Tandis que Tom va chercher de quoi manger (conserves triviales), une gamine s’approche d’Evelyn, colle son oreille au ventre arrondi, un battement de cœur amplifié, synthétique, sur la bande-son. Ce premier contact se verra au final rappelé par l’héroïne en train de mourir debout, déchirée de l’intérieur par un fœtus matricide (et donc suicidaire), en écho à la monstrueuse grossesse de Inseminoid. Entre-temps, l’enfer enfantin va s’abattre sur les protagonistes, au cours d’une longue journée sans fin, d’une nuit d’agonie, d’un lendemain aux allures de chemin de croix christique, la peau du héros défendue à coup de mitraillette, avant qu’il ne succombe, dans une barque bouclant la boucle, sous l’assaut de la marmaille innombrable et armée (paire de ciseaux plantée par une gosse féroce dans la clavicule, en nouvelle chorégraphie de Grace Kelly dans Le crime était presque parfait), sous l’arrivée des garde-côtes à la gâchette aussi facile que la milice de La Nuit des morts-vivants, eux-mêmes piégés (exécutés) par les apparences et les pleurs de crocodile des bambins assassins. L’épilogue nous montre les petits monstres en direction du continent, partis essaimer leur évangile du massacre à l’échelle internationale, apothéose d’une dystopie et d’une rage ludique contenue dans le titre français, plus futuriste et millénariste que son homologue original (¿Quién puede matar a un niño?), question rhétorique à laquelle répond le montage d’archives du générique de début, sorte de mondo movie (trop pédagogique, se reproche encore Narciso Ibáñez Serrador), sur fond de comptine entêtante à la Rosemary’s Baby, dédié aux multiples infanticides (chiffres à l’appui) commis sur trois décennies à l’occasion des conflits (Auschwitz, Inde-Pakistan, Vietnam, Biafra, faites votre choix – l’actualité reviendra même via une TV portative chez le vendeur de pellicule photo, suscitant son commentaire emblématique sur la folie du monde et sa cible privilégiée).
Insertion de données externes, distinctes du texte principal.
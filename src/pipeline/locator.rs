//! Placement: decide once whether a discovered element is already visible.
//!
//! Each discovery batch gets a transient visibility subscription. Its first
//! notification per element carries the element's bounding rectangle:
//!
//! - on screen: images get a high fetch priority and a preload hint,
//!   pending content is revealed right away
//! - off screen: the real `src`, `srcset` or background moves into the
//!   sidecar attributes and the element joins the page-wide watch set
//!
//! The subscription is disconnected once every element of its batch has
//! been placed.

use super::{Placement, Shared, unveil, watcher};
use crate::core::{LazyKind, NO_LAZY_CLASS, Sidecar, in_viewport};
use crate::debug;
use crate::host::{Dom, Host, IntersectionEntry, IntersectionWatch, ObserverConfig};
use std::rc::Rc;

// ============================================================================
// Subscription
// ============================================================================

/// Start placing `elements` as one batch.
pub(crate) fn place<H: Host + 'static>(shared: &Rc<Shared<H>>, elements: Vec<H::Element>) {
    if elements.is_empty() {
        return;
    }

    // Observers finished by earlier batches are released here, outside of
    // their own callbacks
    let retired = std::mem::take(&mut shared.state.borrow_mut().retired);
    drop(retired);

    let id = {
        let mut state = shared.state.borrow_mut();
        state.next_placement += 1;
        state.next_placement
    };

    let weak = Rc::downgrade(shared);
    let observer = shared.host.observe_intersections(
        &ObserverConfig::default(),
        Box::new(move |entries| {
            if let Some(shared) = weak.upgrade() {
                locate(&shared, id, entries);
            }
        }),
    );
    let Some(observer) = observer else {
        for el in &elements {
            unveil::fallback(shared, el);
        }
        return;
    };

    for el in &elements {
        observer.observe(el);
    }
    shared.state.borrow_mut().placements.push(Placement {
        id,
        observer,
        pending: elements,
    });
}

fn locate<H: Host + 'static>(shared: &Rc<Shared<H>>, id: u64, entries: Vec<IntersectionEntry<H::Element>>) {
    let viewport = shared.host.viewport();

    for entry in entries {
        if !claim(shared, id, &entry.target) {
            continue;
        }
        let el = &entry.target;
        if shared.host.has_class(el, NO_LAZY_CLASS) {
            debug!("locate"; "{:?} opted out", el);
            continue;
        }
        let Some(kind) = LazyKind::from_tag(&shared.host.tag_name(el)) else {
            continue;
        };
        if in_viewport(&entry.bounding_rect, viewport) {
            on_screen(shared, el, kind);
        } else {
            off_screen(shared, el, kind);
        }
    }

    finish(shared, id);
}

/// Take `target` out of batch `id`; false when it was placed already.
fn claim<H: Host>(shared: &Shared<H>, id: u64, target: &H::Element) -> bool {
    let mut state = shared.state.borrow_mut();
    let Some(placement) = state.placements.iter_mut().find(|p| p.id == id) else {
        return false;
    };
    let Some(index) = placement.pending.iter().position(|el| el == target) else {
        return false;
    };
    placement.pending.swap_remove(index);
    placement.observer.unobserve(target);
    true
}

/// Disconnect batch `id` once all of its elements are placed.
fn finish<H: Host>(shared: &Shared<H>, id: u64) {
    let mut state = shared.state.borrow_mut();
    let Some(index) = state
        .placements
        .iter()
        .position(|p| p.id == id && p.pending.is_empty())
    else {
        return;
    };
    let placement = state.placements.swap_remove(index);
    placement.observer.disconnect();
    state.retired.push(placement.observer);
}

// ============================================================================
// Decisions
// ============================================================================

fn on_screen<H: Host + 'static>(shared: &Rc<Shared<H>>, el: &H::Element, kind: LazyKind) {
    let host = &*shared.host;
    let sidecar = Sidecar::read(host, el, &shared.markers);

    if kind == LazyKind::Image {
        host.set_attribute(el, "fetchpriority", "high");
        host.set_attribute(el, "decoding", "async");
        let href = host
            .attribute(el, "src")
            .filter(|src| !src.is_empty())
            .or_else(|| sidecar.pending_resource().map(str::to_string));
        if let Some(href) = href {
            preload(host, &href);
        }
    }

    if sidecar.has_deferred_content() {
        host.add_class(el, &shared.options.loaded);
        unveil::reveal(shared, el);
    } else if sidecar.pending_resource().is_some() || sidecar.pending_background().is_some() {
        watcher::engage(shared, el);
    }
    debug!("locate"; "{} {:?} on screen", kind.name(), el);
}

/// Append a `<link rel=preload as=image>` hint for `href` to the head.
fn preload<D: Dom + ?Sized>(dom: &D, href: &str) {
    let Some(head) = dom.head() else {
        return;
    };
    let Some(link) = dom.create_element("link") else {
        return;
    };
    dom.set_attribute(&link, "rel", "preload");
    dom.set_attribute(&link, "as", "image");
    dom.set_attribute(&link, "href", href);
    dom.set_attribute(&link, "fetchpriority", "high");
    dom.append_child(&head, &link);
}

fn off_screen<H: Host + 'static>(shared: &Rc<Shared<H>>, el: &H::Element, kind: LazyKind) {
    let host = &*shared.host;
    let markers = &shared.markers;
    let options = &shared.options;

    if kind == LazyKind::Container {
        let background = host.style_property(el, "background-image");
        if !background.is_empty() && background != "none" {
            host.set_attribute(el, &markers.bkg, &background);
            host.set_style_property(el, "background-image", "none");
        }
        // Plain containers have nothing to defer
        let sidecar = Sidecar::read(host, el, markers);
        let pending = sidecar.pending_background().is_some()
            || sidecar.pending_resource().is_some()
            || sidecar.has_deferred_content()
            || sidecar.wrapper.as_deref().is_some_and(|tag| !tag.is_empty());
        if !pending {
            return;
        }
    } else {
        let native = host.attribute(el, "loading").as_deref() == Some("lazy");
        if options.native_support && native {
            debug!("locate"; "{:?} left to native lazy loading", el);
            return;
        }
        if kind.is_media() && host.attribute(el, "poster").is_none_or(|poster| poster.is_empty()) {
            host.set_attribute(el, "poster", &options.proxy);
        }
        stash(host, el, kind, "src", &markers.base, &options.proxy);
        stash(host, el, kind, "srcset", &markers.srcset, &options.proxy);
    }

    debug!("locate"; "{} {:?} off screen", kind.name(), el);
    watcher::watch(shared, el);
}

/// Move a live attribute into its sidecar marker and blank it.
///
/// Images drop the attribute so no request goes out; media get the
/// placeholder URI.
fn stash<D: Dom + ?Sized>(dom: &D, el: &D::Element, kind: LazyKind, name: &str, marker: &str, proxy: &str) {
    let Some(value) = dom.attribute(el, name).filter(|value| !value.is_empty()) else {
        return;
    };
    if value == proxy {
        return;
    }
    dom.set_attribute(el, marker, &value);
    if kind == LazyKind::Image {
        dom.remove_attribute(el, name);
    } else {
        dom.set_attribute(el, name, proxy);
    }
}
Tout le monde tue des enfants au vingtième siècle, littéralement ou indirectement (les famines dévorent les petits corps). Placé devant un tel prologue, le spectateur se doute qu’il ne va guère s’amuser, que le survival à venir va susciter en lui quelques interrogations et un trouble grandissant, jusqu’à la conclusion logique et tragique (au sens antique du terme). Chaque plan à sa place, expressif, pensé en cinéaste, de ce film d’horreur en plein jour, réaliste, peu friand des excès rassurants du gore (le sang coule ici sur un mur immaculé, sur des jambes de parturiente), recèle une tension et une inquiétude intenses, qui expliquent son bannissement dans certaines contrées, son prix à Avoriaz et sa réputation non usurpée (remake mexicain inconnu). Les cinéphiles relèveront certes des correspondances avec Le Village des damnés (extra-terrestres aryens), Les Oiseaux (eschatologie sentimentale), Traitement de choc (insularité coercitive), L’Enfer du devoir (« enfant soldat » au Yémen), inscriront l’opus dans le courant pédophobe des années 70 (acmé indépassée de L’Exorciste, matérialisation morbide selon Chromosome 3), noteront le dialogue méta au sujet de La dolce vita, surtout de son philosophe meurtrier, ogre par amour et désespoir (à quoi bon élever des enfants dans l’Italie vulgaire, athée, atomique et outrée d’alors ?), repenseront aux (sectaires) « enfants du maïs » croqués par Stephen King (Danse macabre), voire aux « corrompus » de Henry James (Le Tour d’écrou) et Jack Clayton (Les Innocents), aux « oubliés » de Luis Buñuel et aux époux vénitiens, orphelins, de Nicolas Roeg (Ne vous retournez pas), mais le film funèbre de NIS, au passage, l’un des préférés d’Eli Roth, ne ressemble qu’à lui-même et constitue une expérience sensorielle presque en temps réel, saisie dans la densité physique et métaphysique de ses cent six minutes inflexibles.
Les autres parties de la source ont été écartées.